Johnnie climbs to the cab roof for a better look ahead; Along the way, he picked up this nifty little cannon/mortar thing which he proceeds to load and fire at the Raiders.
The Raiders uncouple a boxcar to hinder Johnnie’s progress. Using his cowcatcher, Johnnie pushes the boxcar onto the siding, lines the switch for his engine and proceeds forward….only to discover the boxcar has rolled THROUGH the siding back onto the main line! This is Buster Keaton’s astonished face.
The Raiders begin tossing railroad ties onto the line which derails the errant boxcar in a spectacular shot. As the Texas slowly drifts along, Johnnie struggles to remove a tie wedged in the track before being scooped up by the cowcatcher.
Andrews gang tries setting their last boxcar on fire and leaving it inside a covered bridge. Johnnie manages to push it through the span then onto a siding.
The General passes under, then onto a spectacular wooden trestle, then proceeds to drop more railroad ties onto the Texas passing underneath.
A good chunk of the movie left off HERE.
Comes the dawn, Johnnie and Annabelle find themselves trapped behind Union lines with both the General & Texas commandeered for Yankee supply trains.
Stuffing Annabelle into a gunny sack, Johnnie fireman-carries his beloved, joining the Yankee troops as they hoist supplies aboard.
In no time at all, Buster has pulled the pin and sent General roaring South in a fine display of steam. Union soldiers gaze on in astonishment and we get our first good look at locomotive #8.
Johnnie chops a hole in his boxcar and rather awkwardly extricates Annabelle from her confinement.
What follows is a series of gags as Buster somehow knocks out the entire rear end of the boxcar, then proceeds to toss all manner of detritus into the path of Texas and #8.
Stopping for water, Buster manages to instead knock over Marion with a gushing waterfall of liquid goodness.
A bit of trivia…Keaton did not tell Mack beforehand about the dousing she would get. The shocked look on her face is genuine.
The Texas is getting close, but just as Yankee solders climb aboard the boxcar, Johnnie pulls the pin leaving them behind to take pot shots at General. Great view of the front of #5, Texas, BTW.
Eventually, Texas comes to a siding to push the boxcar aside…only to back into the #8 and completely flattening out its cowcatcher, POW!

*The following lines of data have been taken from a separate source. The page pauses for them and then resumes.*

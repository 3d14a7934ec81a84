use anyhow::Result;
use clap::{Args, Parser, Subcommand};
use meme_generator::app::{App, GenerateRequest, TemplateChoice};
use meme_generator::models::{BackendChoice, Config};
use meme_generator::templates::{MEME_TEMPLATES, TRENDING_TOPICS};
use tracing::{error, info};
use tracing_subscriber::{layer::SubscriberExt, util::SubscriberInitExt};

#[derive(Debug, Parser)]
#[command(name = "meme-generator")]
#[command(about = "Generate meme captions with AI and export the result")]
struct CliArgs {
    #[command(subcommand)]
    command: Command,
}

#[derive(Debug, Subcommand)]
enum Command {
    /// Generate caption text for a topic and optionally export the meme
    Generate(GenerateArgs),
    /// List the built-in meme templates
    Templates,
    /// List trending topics
    Topics,
}

#[derive(Debug, Args)]
struct GenerateArgs {
    /// What the meme is about.
    #[arg(long)]
    topic: String,

    /// Text-generation backend (defaults to MEME_BACKEND, then free).
    #[arg(long, value_enum)]
    backend: Option<BackendChoice>,

    /// API key for the premium backend (overrides OPENAI_API_KEY).
    #[arg(long, value_name = "KEY")]
    premium_key: Option<String>,

    /// API key for the free backend (overrides HF_API_TOKEN).
    #[arg(long, value_name = "KEY")]
    free_key: Option<String>,

    /// Template id, see `templates`.
    #[arg(long, conflicts_with = "random_template")]
    template: Option<String>,

    /// Pick a random template.
    #[arg(long)]
    random_template: bool,

    /// Use the local joke catalog without calling any backend.
    #[arg(long)]
    offline: bool,

    /// Replace the generated top text.
    #[arg(long, value_name = "TEXT")]
    top: Option<String>,

    /// Replace the generated bottom text.
    #[arg(long, value_name = "TEXT")]
    bottom: Option<String>,

    /// Write the meme as a PNG into OUTPUT_DIR.
    #[arg(long)]
    export: bool,
}

impl From<GenerateArgs> for GenerateRequest {
    fn from(args: GenerateArgs) -> Self {
        let template = match (args.template, args.random_template) {
            (Some(id), _) => TemplateChoice::Id(id),
            (None, true) => TemplateChoice::Random,
            (None, false) => TemplateChoice::Default,
        };

        GenerateRequest {
            topic: args.topic,
            backend: args.backend,
            premium_key: args.premium_key,
            free_key: args.free_key,
            template,
            offline: args.offline,
            top_text: args.top,
            bottom_text: args.bottom,
            export: args.export,
        }
    }
}

#[tokio::main]
async fn main() -> Result<()> {
    tracing_subscriber::registry()
        .with(
            tracing_subscriber::EnvFilter::try_from_default_env()
                .unwrap_or_else(|_| "meme_generator=info".into()),
        )
        .with(tracing_subscriber::fmt::layer().with_writer(std::io::stderr))
        .init();

    let args = CliArgs::parse();

    match args.command {
        Command::Templates => {
            for template in MEME_TEMPLATES {
                println!("{:<16} {}", template.id, template.name);
            }
            Ok(())
        }
        Command::Topics => {
            for topic in TRENDING_TOPICS {
                println!("{}", topic);
            }
            Ok(())
        }
        Command::Generate(generate) => run_generate(generate.into()).await,
    }
}

async fn run_generate(request: GenerateRequest) -> Result<()> {
    info!("Starting meme-generator");

    let config = match Config::from_env() {
        Ok(config) => config,
        Err(e) => {
            error!("Failed to load configuration: {}", e);
            std::process::exit(1);
        }
    };

    let app = match App::new(&config) {
        Ok(app) => app,
        Err(e) => {
            error!("Failed to initialize application: {}", e);
            std::process::exit(1);
        }
    };

    match app.run(request).await {
        Ok(output) => {
            println!("Template: {}", output.template.name);
            println!("Top:      {}", output.caption.top);
            println!("Bottom:   {}", output.caption.bottom);
            if let Some(export) = output.export {
                println!("Saved:    {}", export.path.display());
            }
            Ok(())
        }
        Err(e) => {
            error!("Generation failed: {}", e);
            std::process::exit(1);
        }
    }
}

#[cfg(test)]
mod tests {
    use super::*;

    fn parse(args: &[&str]) -> CliArgs {
        CliArgs::try_parse_from(std::iter::once("meme-generator").chain(args.iter().copied()))
            .unwrap()
    }

    #[test]
    fn test_generate_args_map_to_request() {
        let args = parse(&[
            "generate",
            "--topic",
            "Mondays",
            "--backend",
            "premium",
            "--template",
            "drake",
            "--export",
        ]);

        let Command::Generate(generate) = args.command else {
            panic!("expected generate command");
        };
        let request = GenerateRequest::from(generate);

        assert_eq!(request.topic, "Mondays");
        assert_eq!(request.backend, Some(BackendChoice::Premium));
        assert_eq!(request.template, TemplateChoice::Id("drake".to_string()));
        assert!(request.export);
        assert!(!request.offline);
    }

    #[test]
    fn test_random_template_flag() {
        let args = parse(&["generate", "--topic", "Tea", "--random-template"]);
        let Command::Generate(generate) = args.command else {
            panic!("expected generate command");
        };
        assert_eq!(GenerateRequest::from(generate).template, TemplateChoice::Random);
    }

    #[test]
    fn test_template_conflicts_with_random() {
        let result = CliArgs::try_parse_from([
            "meme-generator",
            "generate",
            "--topic",
            "Tea",
            "--template",
            "drake",
            "--random-template",
        ]);
        assert!(result.is_err());
    }

    #[test]
    fn test_unknown_backend_rejected() {
        let result = CliArgs::try_parse_from([
            "meme-generator",
            "generate",
            "--topic",
            "Tea",
            "--backend",
            "gold",
        ]);
        assert!(result.is_err());
    }
}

Johnnie uses a chain to wreck the switch points causing their pursuers to “take siding” up a timber ramp. Thus, we get a view of all 3 locomotives used in the movie. From left to right: #8 (no name visible), #5 “Texas” and #3 “General”.

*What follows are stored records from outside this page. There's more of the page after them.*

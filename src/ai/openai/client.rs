use super::types::{ChatCompletionRequest, ChatCompletionResponse};
use crate::{Error, Result};
use reqwest::Client;
use serde::de::DeserializeOwned;
use serde::Serialize;
use std::time::Duration;

pub const DEFAULT_BASE_URL: &str = "https://api.openai.com";
pub const CHAT_COMPLETIONS_PATH: &str = "/v1/chat/completions";

pub struct OpenAiHttpClient {
    pub(crate) client: Client,
    pub(crate) base_url: String,
    timeout: Duration,
}

impl OpenAiHttpClient {
    pub fn new_with_client(timeout: Duration, client: Client) -> Self {
        Self {
            client,
            base_url: DEFAULT_BASE_URL.to_string(),
            timeout,
        }
    }

    pub fn with_base_url(mut self, base_url: String) -> Self {
        self.base_url = base_url.trim_end_matches('/').to_string();
        self
    }

    pub async fn post<Req: Serialize, Resp: DeserializeOwned>(
        &self,
        path: &str,
        api_key: &str,
        request: &Req,
    ) -> Result<Resp> {
        let url = format!("{}{}", self.base_url, path);
        let response = self
            .client
            .post(&url)
            .timeout(self.timeout)
            .header("Authorization", format!("Bearer {}", api_key))
            .json(request)
            .send()
            .await
            .map_err(|e| {
                tracing::error!("Failed to send request to OpenAI: {}", e);
                e
            })?;

        if !response.status().is_success() {
            let status = response.status();
            let error_text = response.text().await?;
            tracing::error!("OpenAI API error (status {}): {}", status, error_text);
            return Err(Error::AiProvider(format!(
                "OpenAI API error (status {}): {}",
                status, error_text
            )));
        }

        let body = response.text().await?;
        serde_json::from_str(&body).map_err(|e| {
            tracing::error!("Failed to parse OpenAI response: {}\nBody: {}", e, body);
            Error::AiProvider(format!("Failed to parse OpenAI response: {}", e))
        })
    }

    pub async fn chat_completion(
        &self,
        api_key: &str,
        request: &ChatCompletionRequest,
    ) -> Result<ChatCompletionResponse> {
        self.post(CHAT_COMPLETIONS_PATH, api_key, request).await
    }
}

At “Rock River”, Johnnie stops General on the impossibly-rickety bridge (how did they keep that structure from collapsing under the engine’s weight?). Setting fire to the span with kerosene from the General’s headlight, Buster finds himself on the wrong side of the bridge as the pyre ignites. (He wound up taking a leap into the shallow waters below.)

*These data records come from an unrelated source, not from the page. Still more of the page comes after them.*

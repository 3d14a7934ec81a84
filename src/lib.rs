//! Meme generator - AI-captioned meme templates
//!
//! Picks an image template, asks a text-generation backend for a top/bottom
//! caption about a topic (falling back to a local joke catalog when the free
//! backend is unavailable), and exports the composed meme as a PNG.

pub mod ai;
pub mod app;
pub mod caption;
pub mod catalog;
pub mod error;
pub mod export;
pub mod models;
pub mod prompts;
pub mod session;
pub mod templates;

pub use error::{Error, Result};
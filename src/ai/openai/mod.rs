pub mod chat;
pub mod client;
pub mod types;

pub use chat::OpenAiCaptionClient;
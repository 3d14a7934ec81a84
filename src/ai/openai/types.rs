//! OpenAI-specific request/response payloads used by provider modules.

use serde::{Deserialize, Serialize};

/// Request body for OpenAI chat completions.
#[derive(Debug, Serialize)]
pub struct ChatCompletionRequest {
    pub model: String,
    pub messages: Vec<ChatMessage>,
    pub max_tokens: u32,
    pub temperature: f64,
}

/// Chat message object.
#[derive(Debug, Serialize, Deserialize)]
pub struct ChatMessage {
    pub role: String,
    #[serde(default, skip_serializing_if = "Option::is_none")]
    pub content: Option<String>,
}

/// Top-level chat completion response.
#[derive(Debug, Deserialize)]
pub struct ChatCompletionResponse {
    pub choices: Vec<ChatChoice>,
}

/// Single choice item returned by chat completions.
#[derive(Debug, Deserialize)]
pub struct ChatChoice {
    pub message: ChatMessage,
}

While the Yankees are still futzing around trying to repair the switch, Johnnie has brought General back to Confederate lines, whistling furiously and alerting the troops to the invading force.
As the bridge burns furiously, the Union boys have finally repaired the track and made it to Rock River. This sets up the most stupendous train scene in the movie.
The Yankee general proclaims the burning structure safe (typical manager) and sends the Texas across with disastrous results.
This scene was filmed on location with one of the three locomotives and the wreckage was left on site until World War 2, when the metal was fished out of the drink for its scrap value.
There’s more to see, but I’m going to end my review right here. The General was a terrific movie, however critics at the time roundly panned it and indeed the public stayed away and the film lost money. It wasn’t until much later that The General was recognized for its fantastic stunts and technical brilliance.